Disability as Method
By Arseli Dokumaci, University of Copenhagen
How do people with different forms of disabilities live the everyday? How do you dress, undress, cut your food or shake people’s hands when you have rheumatoid arthritis? How do you figure out where to get on or off the bus or pay for something at the cash when you are blind? How do you move about when your balance is affected by a painful illness? What possibilities emerge for living, sensing, thinking, and performing the everyday differently when disability enters the stage? These are the questions that drive my research and ethnographic curiosities. I am fascinated by the questions brought up by the experiencing of disabilities, and in how disability allows us to examine the taken-for-granted ‘uses’ that we have made of things, objects, and places. Along with many other scholars of disability, I consider disability – contra its traditional assumptions as loss and tragedy – as a form of resourcefulness and an opening for remaking the world in otherwise unimaginable ways. And as a visual ethnographer, and a video-maker, I take up the offerings of visual media to explore these openings and possibilities.
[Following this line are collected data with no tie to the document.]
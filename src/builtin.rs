//! Compiled-in rule table. This is the fallback the engine consults when
//! no downloaded batch has produced an override; the downloaded path can
//! tighten or relax these per feature without a new release.

use crate::rule::{
    BatteryStatus, Feature, FeatureStatus, OperatingSystem, RefreshRateStatus, RuleEntry,
};
use crate::version::{pack_driver_version, VersionComparison};

/// Rule order is significant: the scan stops at the first match.
pub fn static_rules() -> Vec<RuleEntry> {
    vec![
        // Pre-2010 NVIDIA drivers crash in the D3D9/D3D11 layer managers.
        RuleEntry::builder()
            .rule_id("FEATURE_FAILURE_OLD_NVIDIA")
            .os(OperatingSystem::Windows)
            .vendor("0x10de")
            .all_features()
            .status(FeatureStatus::BlockedDriverVersion)
            .driver_version(
                VersionComparison::LessThan,
                pack_driver_version(8, 17, 11, 8265),
            )
            .build(),
        RuleEntry::builder()
            .rule_id("FEATURE_FAILURE_OLD_AMD")
            .os(OperatingSystem::Windows)
            .vendor("0x1002")
            .all_features()
            .status(FeatureStatus::BlockedDriverVersion)
            .driver_version(
                VersionComparison::LessThan,
                pack_driver_version(8, 17, 10, 1070),
            )
            .build(),
        // GMA 950/X3100 era chips render Direct2D text corrupt regardless
        // of driver.
        RuleEntry::builder()
            .rule_id("FEATURE_FAILURE_INTEL_GEN4_D2D")
            .os(OperatingSystem::Windows)
            .vendor("0x8086")
            .devices(["0x2582", "0x2592", "0x2772", "0x2776", "0x27a2", "0x27ae"])
            .feature(Feature::Direct2d)
            .status(FeatureStatus::BlockedDevice)
            .build(),
        RuleEntry::builder()
            .rule_id("FEATURE_FAILURE_WIN7_WR_COMPOSITOR")
            .os(OperatingSystem::Windows7)
            .feature(Feature::WebRenderCompositor)
            .status(FeatureStatus::BlockedOsVersion)
            .build(),
        // Flickers under every compositor we tried; see the tracking entry
        // attached to the failure id.
        RuleEntry::builder()
            .rule_id("FEATURE_FAILURE_GLX_VIDEO_DECODE")
            .os(OperatingSystem::Linux)
            .window_protocol("x11")
            .driver_vendor("mesa/vmwgfx")
            .feature(Feature::HardwareVideoDecoding)
            .status(FeatureStatus::BlockedDevice)
            .build(),
        RuleEntry::builder()
            .rule_id("FEATURE_FAILURE_ANDROID_VULKAN")
            .os(OperatingSystem::Android)
            .feature(Feature::Vulkan)
            .status(FeatureStatus::Discouraged)
            .build(),
        // Battery-backed dual-rate laptops hit pathological power draw with
        // the compositor's partial-present path.
        RuleEntry::builder()
            .rule_id("FEATURE_FAILURE_MIXED_REFRESH_ON_BATTERY")
            .os(OperatingSystem::Windows10Or11)
            .battery(BatteryStatus::Present)
            .refresh_rate_status(RefreshRateStatus::Mixed)
            .feature(Feature::WebRenderCompositor)
            .status(FeatureStatus::Discouraged)
            .build(),
        // Zero-copy video is allowlist-governed: without one of these the
        // resolver reports DENIED.
        RuleEntry::builder()
            .rule_id("FEATURE_ROLLOUT_ZERO_COPY_INTEL")
            .os(OperatingSystem::Windows10Or11)
            .vendor("0x8086")
            .feature(Feature::HwDecodedVideoZeroCopy)
            .status(FeatureStatus::AllowQualified)
            .build(),
        RuleEntry::builder()
            .rule_id("FEATURE_ROLLOUT_ZERO_COPY_NVIDIA")
            .os(OperatingSystem::Windows10Or11)
            .vendor("0x10de")
            .driver_version(
                VersionComparison::GreaterThanOrEqual,
                pack_driver_version(21, 21, 13, 7576),
            )
            .feature(Feature::HwDecodedVideoZeroCopy)
            .status(FeatureStatus::AllowQualified)
            .build(),
    ]
}

#[cfg(test)]
mod tests {
    use super::*;

    #[test]
    fn table_is_well_formed() {
        let rules = static_rules();
        assert!(!rules.is_empty());
        for rule in &rules {
            assert!(!rule.rule_id.is_empty());
            assert_ne!(rule.status, FeatureStatus::Ok);
            assert_ne!(rule.os, OperatingSystem::Unknown);
        }
    }

    #[test]
    fn allow_rules_cover_the_allowlist_governed_feature() {
        let rules = static_rules();
        assert!(rules.iter().any(|rule| {
            rule.status.is_allowance()
                && rule.target.applies_to(Feature::HwDecodedVideoZeroCopy)
        }));
    }
}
While I work within the intersections of disability and performance studies, my research does not remain wedded to any particular discipline or field. I theorize from the actual, day-to-day living with disabilities, and I take up any theory, any approach or framework that the ethnographies of disability take me to – be it from anthropology, performance, ecology or sociology. I call this process of moving, sensing and thinking alongside with disability as “disability as method”, and this remains central to my research.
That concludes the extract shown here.